Alzheimer's: I'm Here, Where Are You?
* Tools: electric drill, hammer, stapler, screwdriver, cast iron weights
* Materials: wooden crate circa 1930s, green and blue flannel pajama bottoms, swamp boots,
gloves, block of wood 2x9x7.5 inches, broken watch, single sock with hole in toe, 1970s business cards,
naturalist patches from work uniform, rubber insects not to scale, photographs, VNA red folder with
Alzheimer's Association pamphlets "Basics of Alzheimer's Disease", worn out paintbrush, small tissue box,
crayons, glue, wire, tape, staples
The significant piece was a small red tissue box with a re-creation of an actual message scrawled
in purple crayon by my husband while in a sub-acute rehab following gall bladder surgery.

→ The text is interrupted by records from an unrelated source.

// PreventAI core library
// Health risk assessment API with model-written reports and rule-based fallback

pub mod api;
pub mod services;
pub mod settings;

use anyhow::Context;
use tokio::net::TcpListener;

/// Start the PreventAI API server and run until Ctrl-C.
pub async fn run() -> anyhow::Result<()> {
    dotenv::dotenv().ok();
    init_logging();

    let settings = settings::load().context("Failed to load settings")?;
    let bind_addr = settings.bind_addr.clone();
    let state = api::AppState::new(settings);

    let listener = TcpListener::bind(&bind_addr)
        .await
        .with_context(|| format!("Failed to bind {}", bind_addr))?;
    log::info!("PreventAI API listening on http://{}", bind_addr);

    axum::serve(listener, api::router(state))
        .with_graceful_shutdown(shutdown_signal())
        .await
        .context("Server error")?;

    log::info!("PreventAI API stopped");
    Ok(())
}

/// `RUST_LOG` wins; `LOG_LEVEL` is honoured when it is unset.
fn init_logging() {
    let default_level = std::env::var("LOG_LEVEL")
        .map(|level| level.to_lowercase())
        .unwrap_or_else(|_| "info".to_string());
    env_logger::Builder::from_env(env_logger::Env::default().default_filter_or(default_level))
        .init();
}

async fn shutdown_signal() {
    if let Err(e) = tokio::signal::ctrl_c().await {
        log::error!("Failed to listen for shutdown signal: {}", e);
        std::future::pending::<()>().await;
    }
}
// PreventAI entry point

#[tokio::main]
async fn main() -> anyhow::Result<()> {
    preventai_lib::run().await
}
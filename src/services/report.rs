use serde_json::{Map, Value};

use crate::services::llm::{parse, LlmClient};
use crate::services::patient::PatientInput;
use crate::services::prompt;
use crate::services::risk_engine::{self, AnalysisSource, RiskAssessment, RiskLevel};

/// Full prevention report for a patient record.
///
/// Asks the configured model first and falls back to the prevention rules. When a
/// provider answered but no usable report came back, the fallback report carries an
/// integration note naming the reason; a missing key or a pure network outage falls
/// back silently.
pub async fn generate_report(llm: Option<&LlmClient>, input: &PatientInput) -> RiskAssessment {
    let fallback = risk_engine::assess(input);

    let Some(llm) = llm else {
        log::debug!("No model client configured, using prevention rules");
        return fallback;
    };

    match llm.complete(&prompt::report_prompt(input)).await {
        Ok(completion) => {
            let merged = parse::extract_json_object(&completion.text)
                .and_then(|map| merge(&map, &fallback, &completion.model));
            match merged {
                Some(assessment) => assessment,
                None => {
                    log::warn!(
                        "{} model {} returned no usable report, falling back",
                        llm.provider_name(),
                        completion.model
                    );
                    with_note(fallback, llm.provider_name(), "the model response could not be parsed")
                }
            }
        }
        Err(failure) if failure.reached_provider => {
            log::warn!("Report generation failed, falling back: {}", failure.error);
            with_note(fallback, llm.provider_name(), &failure.error.to_string())
        }
        Err(failure) => {
            log::warn!("Model provider unreachable, falling back: {}", failure.error);
            fallback
        }
    }
}

/// Combine a parsed model answer with the rule-based assessment. Returns `None`
/// when the answer has no report text.
fn merge(map: &Map<String, Value>, fallback: &RiskAssessment, model: &str) -> Option<RiskAssessment> {
    let report = map
        .get("report")
        .and_then(Value::as_str)
        .map(str::trim)
        .filter(|r| !r.is_empty())?;

    let risk_score = parse::parse_score(parse::field(map, &["risk_score", "riskScore"]))
        .unwrap_or(fallback.risk_score);

    let mut detected_risks = parse::string_list(parse::field(map, &["detected_risks", "detectedRisks"]));
    if detected_risks.is_empty() {
        detected_risks = fallback.detected_risks.clone();
    }

    let mut recommendations = parse::string_list(map.get("suggestions"));
    if recommendations.is_empty() {
        recommendations = fallback.recommendations.clone();
    }

    Some(RiskAssessment {
        risk_score,
        risk_level: RiskLevel::from_score(risk_score),
        detected_risks,
        recommendations,
        report: report.to_string(),
        source: AnalysisSource::Ai,
        model: model.to_string(),
    })
}

fn with_note(mut assessment: RiskAssessment, provider: &str, reason: &str) -> RiskAssessment {
    assessment.report.push_str(&format!(
        "\n\nIntegration Note:\nThe live {} request is currently unavailable ({}). \
         This report uses local prevention logic so you can continue working.",
        provider, reason
    ));
    assessment
}
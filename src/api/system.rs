use std::sync::Arc;

use axum::extract::State;
use axum::Json;
use serde::Serialize;
use serde_json::{json, Value};

use super::AppState;

#[derive(Debug, Serialize)]
pub struct SystemStatus {
    pub version: String,
    pub provider: String,
    pub ai_configured: bool,
    pub candidate_models: Vec<String>,
    pub uptime_seconds: u64,
}

pub async fn root() -> Json<Value> {
    Json(json!({ "message": "PreventAI API" }))
}

pub async fn test() -> Json<Value> {
    Json(json!({
        "status": "success",
        "message": "API is working!",
        "timestamp": chrono::Utc::now().to_rfc3339(),
    }))
}

pub async fn health() -> Json<Value> {
    Json(json!({ "healthy": true }))
}

/// Get current service status
pub async fn status(State(state): State<Arc<AppState>>) -> Json<SystemStatus> {
    let ai = &state.settings.ai;
    Json(SystemStatus {
        version: env!("CARGO_PKG_VERSION").to_string(),
        provider: ai.provider.as_str().to_string(),
        ai_configured: state.llm.is_some(),
        candidate_models: ai.candidate_models(),
        uptime_seconds: state.started_at.elapsed().as_secs(),
    })
}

My process is to work standing with a 360 degree vantage point. The crate served as a base upon which
everything was placed temporarily, then rearranged. The tissue box remained the focal piece, the
crayons scattered and glued, purple the only one used, broken in half.
This took 2 weeks to complete with deliberate empty places that could be filled in the future.
After any art I make, there's a period of love/hate. After the pieces were rejected,
both sons asked if I wanted them moved to another room. I said, "Maybe I should just throw them
away," and they were horrified until I explained always feeling that way after making art.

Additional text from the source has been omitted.